Mel Lisboa: Tem cenas que são mais difíceis até por uma questão técnica. A cena da marretada, tecnicamente é uma cena difícil. A cena do jantar, a menira como o Lenate criou a cena do jantar, com uma ambiguidade muito grande, de um modo que eu acho que a platéia, cada um, pode interpretar de um jeito, era o objetivo dele, toda ambiagua. Você não sabe se ela ta realmente seduzindo ele, se ele está seduzindo ela, se realmente foi acidente e derrubou a taça, ou não ela tava ligada, se ela está manipulando ele ou está sendo amnipulada. Não fica claro e o objetivco é esse, não é para ficar claro. Essa é uma cena difícil, é dificl criar essa ambiguidade. É mais fácil você ir no certeiro
A cena que queima o livro dele também é bastante complicada em vários sentidos. Nenhuma é fácil, resumindo.

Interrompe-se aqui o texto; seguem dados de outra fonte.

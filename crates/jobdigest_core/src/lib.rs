pub mod domain;
pub mod ports;

pub use domain::{
    DashboardStats, Generation, GenerationStatus, GenerationType, NewGeneration, User,
    UserCredentials,
};
pub use ports::{
    ContentGenerationService, DatabaseService, FileStorageService, PortError, PortResult,
};
//! services/api/src/error.rs
//!
//! Defines the primary error type for the entire API service.

use crate::config::ConfigError;
use jobdigest_core::ports::PortError;

/// The primary error type for the `api` service.
#[derive(Debug, thiserror::Error)]
pub enum ApiError {
    /// Represents an error that occurred during configuration loading.
    #[error("Configuration error: {0}")]
    Config(#[from] ConfigError),

    /// Represents an error that propagated up from one of the core service ports.
    #[error("Service Port Error: {0}")]
    Port(#[from] PortError),

    /// Represents an error from the underlying database library.
    #[error("Database Error: {0}")]
    Database(#[from] sqlx::Error),

    /// Represents a standard Input/Output error (e.g., binding to a network socket).
    #[error("IO error: {0}")]
    Io(#[from] std::io::Error),

    /// A catch-all for any other unexpected errors.
    #[error("An unexpected internal error occurred: {0}")]
    Internal(String),
}
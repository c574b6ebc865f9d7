//! services/api/src/adapters/generator.rs
//!
//! This module contains the adapter for the content-generating LLM.
//! It implements the `ContentGenerationService` port from the `core` crate.

use async_openai::{
    config::OpenAIConfig,
    error::OpenAIError,
    types::chat::{
        ChatCompletionRequestSystemMessageArgs, ChatCompletionRequestUserMessageArgs,
        CreateChatCompletionRequestArgs,
    },
    Client,
};
use async_trait::async_trait;
use jobdigest_core::{
    domain::GenerationType,
    ports::{ContentGenerationService, PortError, PortResult},
};

/// Returned in place of generated content when no API key is configured.
/// This is a deliberate soft failure: the rest of the ingestion pipeline
/// (record creation included) still completes.
pub const UNCONFIGURED_PLACEHOLDER: &str = "Error: AI API key not configured.";

const SUMMARY_INSTRUCTIONS: &str = "You are an expert HR assistant. Summarize the following \
job description in 3-5 sentences, focusing on the main responsibilities, company, and role \
highlights.";

const KEY_POINTS_INSTRUCTIONS: &str = "You are an expert recruiter. Extract the key \
requirements, qualifications, and skills from the following job description. Present them as \
a concise bulleted list.";

const FLASHCARDS_INSTRUCTIONS: &str = "You are a data analyst. Convert the following job \
description into a structured JSON object with fields: title, company, location, \
responsibilities, requirements, and benefits.";

//=========================================================================================
// The Main Adapter Struct
//=========================================================================================

/// An adapter that implements `ContentGenerationService` using an
/// OpenAI-compatible LLM endpoint.
#[derive(Clone)]
pub struct OpenAiGenerationAdapter {
    client: Option<Client<OpenAIConfig>>,
    model: String,
}

impl OpenAiGenerationAdapter {
    /// Creates a new `OpenAiGenerationAdapter`. When `api_key` is `None` the
    /// adapter stays unconfigured and every call yields the placeholder string.
    pub fn new(api_key: Option<&str>, api_base: &str, model: String) -> Self {
        let client = api_key.map(|key| {
            Client::with_config(
                OpenAIConfig::new()
                    .with_api_key(key)
                    .with_api_base(api_base),
            )
        });
        Self { client, model }
    }

    fn instructions(kind: GenerationType) -> &'static str {
        match kind {
            GenerationType::Summary => SUMMARY_INSTRUCTIONS,
            GenerationType::KeyPoints => KEY_POINTS_INSTRUCTIONS,
            GenerationType::Flashcards => FLASHCARDS_INSTRUCTIONS,
        }
    }
}

//=========================================================================================
// `ContentGenerationService` Trait Implementation
//=========================================================================================

#[async_trait]
impl ContentGenerationService for OpenAiGenerationAdapter {
    async fn generate(&self, text: &str, kind: GenerationType) -> PortResult<String> {
        let Some(client) = &self.client else {
            return Ok(UNCONFIGURED_PLACEHOLDER.to_string());
        };

        let messages = vec![
            ChatCompletionRequestSystemMessageArgs::default()
                .content(Self::instructions(kind))
                .build()
                .map_err(|e| PortError::Unexpected(e.to_string()))?
                .into(),
            ChatCompletionRequestUserMessageArgs::default()
                .content(format!("Job Description:\n{}", text))
                .build()
                .map_err(|e| PortError::Unexpected(e.to_string()))?
                .into(),
        ];

        let request = CreateChatCompletionRequestArgs::default()
            .model(&self.model)
            .messages(messages)
            .n(1)
            .build()
            .map_err(|e| PortError::Unexpected(e.to_string()))?;

        // Call the API and manually map the error if it occurs, which respects the orphan rule.
        let response = client
            .chat()
            .create(request)
            .await
            .map_err(|_: OpenAIError| {
                PortError::Unexpected("Failed to generate content with AI.".to_string())
            })?;

        // Extract the text content from the first choice in the response.
        if let Some(choice) = response.choices.into_iter().next() {
            if let Some(content) = choice.message.content {
                Ok(content)
            } else {
                Err(PortError::Unexpected(
                    "Generation LLM response contained no text content.".to_string(),
                ))
            }
        } else {
            Err(PortError::Unexpected(
                "Generation LLM returned no choices in its response.".to_string(),
            ))
        }
    }
}

#[cfg(test)]
mod tests {
    use super::*;

    #[tokio::test]
    async fn unconfigured_adapter_soft_fails_with_placeholder() {
        let adapter = OpenAiGenerationAdapter::new(None, "http://unused", "test".to_string());
        let output = adapter
            .generate("some text", GenerationType::Summary)
            .await
            .unwrap();
        assert_eq!(output, UNCONFIGURED_PLACEHOLDER);
    }

    #[test]
    fn each_kind_selects_a_distinct_template() {
        let summary = OpenAiGenerationAdapter::instructions(GenerationType::Summary);
        let key_points = OpenAiGenerationAdapter::instructions(GenerationType::KeyPoints);
        let flashcards = OpenAiGenerationAdapter::instructions(GenerationType::Flashcards);
        assert_ne!(summary, key_points);
        assert_ne!(key_points, flashcards);
        assert!(flashcards.contains("JSON"));
    }
}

Vamos então continuar com nossa análise
Em teor técnico a peça continua com a altíssima qualidade que em seus outros aspectos. Luz especialmente expressiva e uma direção sonora que nos traz um ambiente cada vez mais controlado pelo diretor e atores, como deve ser.
O roteiro, por fim, merece todos os aplausos que um público pode dar. Apresentar o final do livro, recheado de diferentes cenários, foi feito de uma maneira tão diferente, mas que colocou em meu peito exatamente o mesmo sentimento que as páginas. Isso não é a única coisa: o melhor uso dos personagens, como citei antes, a construção da tensão é gradual, as falas do livro e do filme.
Em resumo: gostando ou não, conhecendo ou não as outras adaptações e versões de Misery, a peça em cartaz no teatro Porto Seguro inova e consegue agradar a todos. Seja pela qualidade da produção ou da história, ambas enormes.